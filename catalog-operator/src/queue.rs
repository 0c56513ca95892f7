//! The keyed work-queue substrate shared by C3, C4, and C5's worker pools
//! (`spec.md` §5). Generalized from the teacher's per-cluster
//! `last_action` map (`storage_operator::clusters::reconcile::
//! ContextData::last_action`) into a single generic queue with in-flight
//! deduplication and single-flight coalescing.

use std::collections::HashSet;
use std::hash::Hash;
use std::sync::Arc;
use std::time::Duration;

use tokio::sync::{Mutex, Notify, mpsc};

use catalog_common::wait::{TokenBucket, backoff_full_jitter};

/// A channel-backed work queue keyed by `K`, guaranteeing that no two
/// workers process the same key concurrently: enqueueing a key already
/// in flight marks it "dirty" instead of sending a duplicate, and the
/// dirty flag is redrained once the in-flight handler finishes
/// (`spec.md` §5 "per-key single-flight semantics").
pub struct KeyQueue<K: Eq + Hash + Clone + Send + Sync + 'static> {
    tx: mpsc::UnboundedSender<K>,
    rx: Mutex<mpsc::UnboundedReceiver<K>>,
    in_flight: Mutex<HashSet<K>>,
    dirty: Mutex<HashSet<K>>,
    notify: Notify,
}

impl<K: Eq + Hash + Clone + Send + Sync + 'static> KeyQueue<K> {
    pub fn new() -> Arc<Self> {
        let (tx, rx) = mpsc::unbounded_channel();
        Arc::new(Self {
            tx,
            rx: Mutex::new(rx),
            in_flight: Mutex::new(HashSet::new()),
            dirty: Mutex::new(HashSet::new()),
            notify: Notify::new(),
        })
    }

    /// Enqueues `key`. If a handler for `key` is already running, the key
    /// is marked dirty instead of being sent again.
    pub async fn enqueue(&self, key: K) {
        let mut in_flight = self.in_flight.lock().await;
        if in_flight.contains(&key) {
            self.dirty.lock().await.insert(key);
            return;
        }
        in_flight.insert(key.clone());
        drop(in_flight);
        let _ = self.tx.send(key);
    }

    /// Pulls the next key, blocking until one is available or the channel
    /// is closed.
    pub async fn take(&self) -> Option<K> {
        self.rx.lock().await.recv().await
    }

    /// Marks `key`'s handler as finished. If the key went dirty while the
    /// handler ran, re-enqueues it immediately (coalesced single re-run,
    /// not one re-run per event).
    pub async fn done(&self, key: K) {
        self.in_flight.lock().await.remove(&key);
        if self.dirty.lock().await.remove(&key) {
            self.enqueue(key).await;
        }
        self.notify.notify_waiters();
    }

    pub async fn depth(&self) -> usize {
        self.in_flight.lock().await.len()
    }
}

impl<K: Eq + Hash + Clone + Send + Sync + 'static> Default for Arc<KeyQueue<K>> {
    fn default() -> Self {
        KeyQueue::new()
    }
}

/// Composes per-key exponential backoff (min 1s, max 1000s, 5x base
/// multiplier) with a token-bucket throttle (1 token/s, 100-token burst)
/// for the resolve queue's overall throughput (`spec.md` §5 last
/// paragraph).
pub struct RateLimiter {
    base: Duration,
    cap: Duration,
    attempts: Mutex<std::collections::HashMap<String, usize>>,
    bucket: Mutex<TokenBucket>,
}

impl RateLimiter {
    pub fn new() -> Self {
        Self {
            base: Duration::from_secs(1),
            cap: Duration::from_secs(1000),
            attempts: Mutex::new(std::collections::HashMap::new()),
            bucket: Mutex::new(TokenBucket::new(1.0, 100.0)),
        }
    }

    /// Per-key exponential backoff; `5x base multiplier` is realized by
    /// scaling the attempt exponent's base by 5 rather than doubling.
    pub async fn backoff_for(&self, key: &str) -> Duration {
        let mut attempts = self.attempts.lock().await;
        let attempt = attempts.entry(key.to_string()).or_insert(0);
        let duration = backoff_full_jitter(self.base * 5u32.pow((*attempt).min(8) as u32), self.cap, 0);
        *attempt += 1;
        duration.min(self.cap)
    }

    pub async fn clear(&self, key: &str) {
        self.attempts.lock().await.remove(key);
    }

    /// Blocks until a token-bucket slot is available for general resolve
    /// throughput, independent of per-key backoff.
    pub async fn wait_for_token(&self) {
        loop {
            let wait = {
                let mut bucket = self.bucket.lock().await;
                if bucket.try_take() {
                    return;
                }
                bucket.next_available_in()
            };
            tokio::time::sleep(wait.max(Duration::from_millis(1))).await;
        }
    }
}

impl Default for RateLimiter {
    fn default() -> Self {
        Self::new()
    }
}

#[cfg(test)]
mod tests {
    use super::*;

    #[tokio::test]
    async fn duplicate_enqueue_while_in_flight_coalesces() {
        let queue: Arc<KeyQueue<String>> = KeyQueue::new();
        queue.enqueue("ns-a".to_string()).await;
        queue.enqueue("ns-a".to_string()).await; // should mark dirty, not double-send
        let first = queue.take().await.unwrap();
        assert_eq!(first, "ns-a");

        // While the handler is "running" (in_flight still set), a further
        // enqueue also coalesces.
        queue.enqueue("ns-a".to_string()).await;

        queue.done("ns-a".to_string()).await;
        // The dirty mark re-enqueued exactly one more key.
        let second = queue.take().await.unwrap();
        assert_eq!(second, "ns-a");
    }

    #[tokio::test]
    async fn backoff_increases_then_clears() {
        let limiter = RateLimiter::new();
        let first = limiter.backoff_for("k").await;
        let second = limiter.backoff_for("k").await;
        assert!(second >= first || second == limiter.cap);
        limiter.clear("k").await;
    }
}
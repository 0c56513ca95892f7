//! C3 InstallPlan Transitioner (`spec.md` §4.3): a `kube::runtime::
//! Controller<InstallPlan>` loop generalized from the teacher's
//! `storage_operator::clusters::reconcile::run`. Per-sync steps map onto
//! `plan_action::decide` (pure decision) dispatched to `actions`/
//! `execute` (the single cluster write each action implies).

pub mod actions;
pub mod execute;
pub mod plan_action;
pub mod unpacker;

use std::collections::{HashMap, HashSet};
use std::sync::Arc;
use std::time::Duration;

use futures::StreamExt;
use k8s_openapi::apiextensions_apiserver::pkg::apis::apiextensions::v1::CustomResourceDefinition;
use kube::api::{DynamicObject, ListParams};
use kube::core::{ApiResource, GroupVersionKind as KubeGvk};
use kube::runtime::Controller;
use kube::runtime::controller::Action;
use kube::runtime::watcher;
use kube::{Api, Client};
use tracing::{info, warn};

use catalog_types::constants::{CSV_GROUP, CSV_KIND, CSV_VERSION};
use catalog_types::{InstallPlan, InstallPlanPhase, InstallPlanStatus};

use crate::ensure::unstructured::GroupVersionKind;
use crate::util::patch::patch_status;
use crate::util::{Error, PROBE_INTERVAL, SHORT_REQUEUE};

use execute::{ClusterStepEnsurer, StepEnsurer, execute_plan};
use plan_action::{InstallPlanAction, decide};
use unpacker::{BundleUnpacker, NullUnpacker, unpack_bundles};

pub struct Context {
    pub client: Client,
    pub retention_cap: usize,
    pub ensurer: Arc<dyn StepEnsurer>,
    pub unpacker: Arc<dyn BundleUnpacker>,
}

pub async fn run(client: Client, retention_cap: usize, allowlist: HashSet<GroupVersionKind>) {
    let ctx = Arc::new(Context {
        client: client.clone(),
        retention_cap,
        ensurer: Arc::new(ClusterStepEnsurer { client: client.clone(), allowlist }),
        unpacker: Arc::new(NullUnpacker),
    });

    let api: Api<InstallPlan> = Api::all(client);
    Controller::new(api, watcher::Config::default())
        .shutdown_on_signal()
        .run(reconcile, on_error, ctx)
        .for_each(|res| async move {
            match res {
                Ok((obj, _action)) => info!(installplan = %obj.name, "installplan synced"),
                Err(err) => warn!(error = %err, "installplan reconcile failed"),
            }
        })
        .await;
}

fn on_error(_plan: Arc<InstallPlan>, err: &Error, _ctx: Arc<Context>) -> Action {
    use crate::util::ErrorKind;
    match err.kind() {
        ErrorKind::TransientApi => Action::requeue(Duration::from_secs(5)),
        ErrorKind::Unsatisfiable | ErrorKind::Deprecated | ErrorKind::CompetingOwner => Action::requeue(PROBE_INTERVAL),
        _ => Action::requeue(Duration::from_secs(15)),
    }
}

async fn reconcile(plan: Arc<InstallPlan>, ctx: Arc<Context>) -> Result<Action, Error> {
    let namespace = plan.metadata.namespace.clone().ok_or_else(|| Error::Invariant("InstallPlan missing namespace".into()))?;
    let wants_sa = actions::operator_group_wants_service_account(ctx.client.clone(), &namespace).await;

    match decide(&plan, wants_sa) {
        InstallPlanAction::WaitForResolution | InstallPlanAction::Noop | InstallPlanAction::AwaitApproval => {
            Ok(Action::requeue(PROBE_INTERVAL))
        }
        InstallPlanAction::UnpackBundles => unpack(ctx, plan).await,
        InstallPlanAction::ResolveAttenuatedServiceAccount => resolve_sa(ctx, plan, &namespace).await,
        InstallPlanAction::ApproveAndTransition => {
            patch_status::<InstallPlanStatus, InstallPlan>(ctx.client.clone(), &plan, |s| s.phase = InstallPlanPhase::Installing).await?;
            enforce_retention(&ctx, &plan, &namespace).await;
            Ok(Action::requeue(Duration::ZERO))
        }
        InstallPlanAction::Execute => execute(ctx, plan, &namespace).await,
    }
}

async fn unpack(ctx: Arc<Context>, plan: Arc<InstallPlan>) -> Result<Action, Error> {
    let status = plan.status.clone().unwrap_or_default();
    let (remaining, unpacked) = unpack_bundles(ctx.unpacker.as_ref(), status.bundle_lookups).await?;
    let all_done = remaining.is_empty();
    patch_status::<InstallPlanStatus, InstallPlan>(ctx.client.clone(), &plan, |s| {
        s.bundle_lookups = remaining.clone();
        s.plan.extend(unpacked.clone());
    })
    .await?;
    Ok(if all_done { Action::requeue(Duration::ZERO) } else { Action::requeue(SHORT_REQUEUE) })
}

async fn resolve_sa(ctx: Arc<Context>, plan: Arc<InstallPlan>, namespace: &str) -> Result<Action, Error> {
    let sa_ref = actions::resolve_attenuated_service_account(ctx.client.clone(), namespace).await?;
    patch_status::<InstallPlanStatus, InstallPlan>(ctx.client.clone(), &plan, |s| s.attenuated_service_account_ref = sa_ref.clone()).await?;
    Ok(Action::requeue(Duration::ZERO))
}

async fn execute(ctx: Arc<Context>, plan: Arc<InstallPlan>, namespace: &str) -> Result<Action, Error> {
    let status = plan.status.clone().unwrap_or_default();
    let mut steps = status.plan.clone();
    let plan_csv_names: HashSet<String> = plan.spec.cluster_service_version_names.iter().cloned().collect();

    let csv_uids = build_csv_uid_index(ctx.client.clone(), namespace).await;
    let competing_crd_owners = build_competing_crd_owners(ctx.client.clone(), namespace).await;
    let crd_established = build_crd_established_index(ctx.client.clone()).await;

    match execute_plan(namespace, &plan_csv_names, &mut steps, &csv_uids, &competing_crd_owners, &crd_established, ctx.ensurer.as_ref()).await {
        Ok(()) => {
            let all_converged = !steps.is_empty() && steps.iter().all(|s| s.status.is_converged());
            patch_status::<InstallPlanStatus, InstallPlan>(ctx.client.clone(), &plan, |s| {
                s.plan = steps.clone();
                if all_converged {
                    s.phase = InstallPlanPhase::Complete;
                    catalog_types::conditions::set_condition(&mut s.conditions, "Installed", true, "InstallSucceeded", "all steps converged");
                }
            })
            .await?;
            if all_converged {
                enforce_retention(&ctx, &plan, namespace).await;
                Ok(Action::requeue(PROBE_INTERVAL))
            } else {
                Ok(Action::requeue(SHORT_REQUEUE))
            }
        }
        Err(err) => {
            let message = err.to_string();
            // Status write for a failure is best effort (`spec.md` §7):
            // if it also fails, the original error still requeues.
            let _ = patch_status::<InstallPlanStatus, InstallPlan>(ctx.client.clone(), &plan, |s| {
                s.plan = steps.clone();
                s.phase = InstallPlanPhase::Failed;
                catalog_types::conditions::set_condition(&mut s.conditions, "Installed", false, "InstallComponentFailed", message.clone());
            })
            .await;
            Ok(Action::requeue(PROBE_INTERVAL))
        }
    }
}

async fn enforce_retention(ctx: &Arc<Context>, plan: &InstallPlan, namespace: &str) {
    let owned_by: Vec<String> = plan
        .metadata
        .owner_references
        .as_ref()
        .map(|refs| refs.iter().map(|r| r.name.clone()).collect())
        .unwrap_or_default();
    if owned_by.is_empty() {
        return;
    }
    if let Err(err) = actions::enforce_retention(ctx.client.clone(), namespace, &owned_by, ctx.retention_cap).await {
        warn!(%namespace, error = %err, "installplan retention enforcement failed");
    }
}

fn csv_api(client: Client, namespace: &str) -> Api<DynamicObject> {
    let gvk = KubeGvk::gvk(CSV_GROUP, CSV_VERSION, CSV_KIND);
    let api_resource = ApiResource::from_gvk_with_plural(&gvk, "clusterserviceversions");
    Api::namespaced_with(client, namespace, &api_resource)
}

async fn build_csv_uid_index(client: Client, namespace: &str) -> HashMap<String, String> {
    match csv_api(client, namespace).list(&ListParams::default()).await {
        Ok(list) => list.items.into_iter().filter_map(|csv| Some((csv.metadata.name?, csv.metadata.uid?))).collect(),
        Err(_) => HashMap::new(),
    }
}

/// `spec.md` §3 "CSV ownership for CRDs": maps a CRD name already present
/// in the namespace to the CSV that currently owns it, read from each
/// CSV's `spec.customresourcedefinitions.owned` list.
async fn build_competing_crd_owners(client: Client, namespace: &str) -> HashMap<String, String> {
    let mut owners = HashMap::new();
    let Ok(list) = csv_api(client, namespace).list(&ListParams::default()).await else { return owners };
    for csv in list.items {
        let Some(name) = csv.metadata.name.clone() else { continue };
        let owned = csv.data.pointer("/spec/customresourcedefinitions/owned").and_then(|v| v.as_array()).cloned().unwrap_or_default();
        for crd in owned {
            if let Some(crd_name) = crd.get("name").and_then(|n| n.as_str()) {
                owners.entry(crd_name.to_string()).or_insert_with(|| name.clone());
            }
        }
    }
    owners
}

async fn build_crd_established_index(client: Client) -> HashMap<String, bool> {
    let api: Api<CustomResourceDefinition> = Api::all(client);
    match api.list(&ListParams::default()).await {
        Ok(list) => list
            .items
            .into_iter()
            .filter_map(|crd| {
                let name = crd.metadata.name.clone()?;
                let conditions = crd.status.as_ref().map(|s| s.conditions.clone()).unwrap_or_default();
                let established = conditions.iter().flatten().any(|c| c.type_ == "Established" && c.status == "True");
                let names_accepted = conditions.iter().flatten().any(|c| c.type_ == "NamesAccepted" && c.status == "True");
                Some((name, established && names_accepted))
            })
            .collect(),
        Err(_) => HashMap::new(),
    }
}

▸ **TO DO**
From the entries, copy every line in which the word "keyed" occurs.

▸ **RESPONSE TO THIS EXERCISE**
//! The keyed work-queue substrate shared by C3, C4, and C5's worker pools
/// A channel-backed work queue keyed by `K`, guaranteeing that no two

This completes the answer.